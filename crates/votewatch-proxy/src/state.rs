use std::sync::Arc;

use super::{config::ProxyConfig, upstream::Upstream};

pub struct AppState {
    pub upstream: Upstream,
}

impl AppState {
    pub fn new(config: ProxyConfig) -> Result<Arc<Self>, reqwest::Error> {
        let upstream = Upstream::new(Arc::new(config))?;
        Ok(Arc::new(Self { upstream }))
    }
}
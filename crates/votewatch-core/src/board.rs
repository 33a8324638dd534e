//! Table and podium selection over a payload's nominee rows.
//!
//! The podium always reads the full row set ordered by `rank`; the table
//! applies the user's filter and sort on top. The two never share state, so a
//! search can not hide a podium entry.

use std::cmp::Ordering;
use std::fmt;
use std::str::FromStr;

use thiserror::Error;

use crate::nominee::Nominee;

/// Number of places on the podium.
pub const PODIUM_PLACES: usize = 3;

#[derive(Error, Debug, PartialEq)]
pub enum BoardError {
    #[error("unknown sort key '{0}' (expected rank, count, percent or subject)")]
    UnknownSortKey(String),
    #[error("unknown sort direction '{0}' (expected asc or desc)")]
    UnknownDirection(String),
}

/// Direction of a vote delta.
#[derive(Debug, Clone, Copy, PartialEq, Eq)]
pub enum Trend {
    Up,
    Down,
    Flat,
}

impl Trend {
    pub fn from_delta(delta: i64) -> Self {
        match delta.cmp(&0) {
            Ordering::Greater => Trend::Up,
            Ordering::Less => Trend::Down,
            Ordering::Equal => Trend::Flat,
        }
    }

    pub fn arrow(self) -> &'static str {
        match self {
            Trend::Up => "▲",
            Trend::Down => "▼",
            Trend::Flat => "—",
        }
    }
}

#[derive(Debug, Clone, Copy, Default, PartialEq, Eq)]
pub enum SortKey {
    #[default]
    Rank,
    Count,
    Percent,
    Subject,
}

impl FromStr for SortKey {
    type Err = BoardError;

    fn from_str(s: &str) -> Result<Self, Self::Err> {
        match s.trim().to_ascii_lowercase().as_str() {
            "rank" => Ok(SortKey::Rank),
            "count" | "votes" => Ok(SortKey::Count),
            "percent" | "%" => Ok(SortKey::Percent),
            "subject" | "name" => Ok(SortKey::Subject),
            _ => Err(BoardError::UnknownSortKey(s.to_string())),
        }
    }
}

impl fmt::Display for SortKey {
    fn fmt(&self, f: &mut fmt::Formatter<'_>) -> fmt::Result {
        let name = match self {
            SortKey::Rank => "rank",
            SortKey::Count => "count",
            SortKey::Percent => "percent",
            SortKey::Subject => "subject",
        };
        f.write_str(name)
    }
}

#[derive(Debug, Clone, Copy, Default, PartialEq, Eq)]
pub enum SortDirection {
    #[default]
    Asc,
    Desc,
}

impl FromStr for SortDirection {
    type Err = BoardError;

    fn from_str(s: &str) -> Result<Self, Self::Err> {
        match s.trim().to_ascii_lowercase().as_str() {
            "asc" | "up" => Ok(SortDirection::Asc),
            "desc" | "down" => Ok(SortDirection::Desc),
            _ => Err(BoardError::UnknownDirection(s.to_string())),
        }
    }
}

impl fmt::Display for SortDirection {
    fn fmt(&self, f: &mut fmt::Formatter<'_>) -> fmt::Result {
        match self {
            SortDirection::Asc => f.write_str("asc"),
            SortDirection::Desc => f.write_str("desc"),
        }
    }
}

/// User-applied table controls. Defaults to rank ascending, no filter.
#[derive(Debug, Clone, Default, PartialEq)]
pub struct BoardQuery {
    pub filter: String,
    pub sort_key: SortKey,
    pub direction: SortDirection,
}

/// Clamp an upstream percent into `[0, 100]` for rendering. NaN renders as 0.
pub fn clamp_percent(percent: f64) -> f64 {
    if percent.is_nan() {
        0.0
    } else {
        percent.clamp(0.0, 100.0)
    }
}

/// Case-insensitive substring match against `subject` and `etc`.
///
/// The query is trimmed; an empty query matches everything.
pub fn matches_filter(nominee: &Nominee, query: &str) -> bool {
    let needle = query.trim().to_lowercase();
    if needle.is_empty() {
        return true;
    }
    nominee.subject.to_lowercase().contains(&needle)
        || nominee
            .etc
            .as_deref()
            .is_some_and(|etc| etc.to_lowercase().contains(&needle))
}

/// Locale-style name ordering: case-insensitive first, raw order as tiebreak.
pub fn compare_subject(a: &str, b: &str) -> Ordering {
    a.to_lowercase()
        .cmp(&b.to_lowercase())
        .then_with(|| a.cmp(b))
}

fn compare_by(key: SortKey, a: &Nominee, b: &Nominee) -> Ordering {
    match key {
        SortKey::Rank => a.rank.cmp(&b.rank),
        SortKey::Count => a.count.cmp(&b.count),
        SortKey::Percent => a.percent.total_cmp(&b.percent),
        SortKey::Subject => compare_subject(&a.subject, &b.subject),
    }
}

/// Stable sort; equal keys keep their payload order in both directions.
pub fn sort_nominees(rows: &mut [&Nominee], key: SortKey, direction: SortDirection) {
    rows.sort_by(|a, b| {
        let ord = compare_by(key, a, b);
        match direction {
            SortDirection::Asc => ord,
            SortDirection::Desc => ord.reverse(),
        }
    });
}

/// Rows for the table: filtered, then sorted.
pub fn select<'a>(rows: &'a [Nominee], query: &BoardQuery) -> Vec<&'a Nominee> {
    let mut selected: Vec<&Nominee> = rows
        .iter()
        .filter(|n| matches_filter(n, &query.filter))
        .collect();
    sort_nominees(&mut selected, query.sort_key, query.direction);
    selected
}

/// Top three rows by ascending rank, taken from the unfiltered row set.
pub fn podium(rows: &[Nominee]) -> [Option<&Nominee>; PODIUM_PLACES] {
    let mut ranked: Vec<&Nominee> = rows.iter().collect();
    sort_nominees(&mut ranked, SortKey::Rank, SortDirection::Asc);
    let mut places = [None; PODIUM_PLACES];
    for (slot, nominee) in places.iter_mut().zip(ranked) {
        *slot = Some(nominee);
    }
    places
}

- TRY IT: Your answer should hold every line of the entries that contains the string "struct".

- SOLUTION:
pub struct AppState {
pub struct BoardQuery {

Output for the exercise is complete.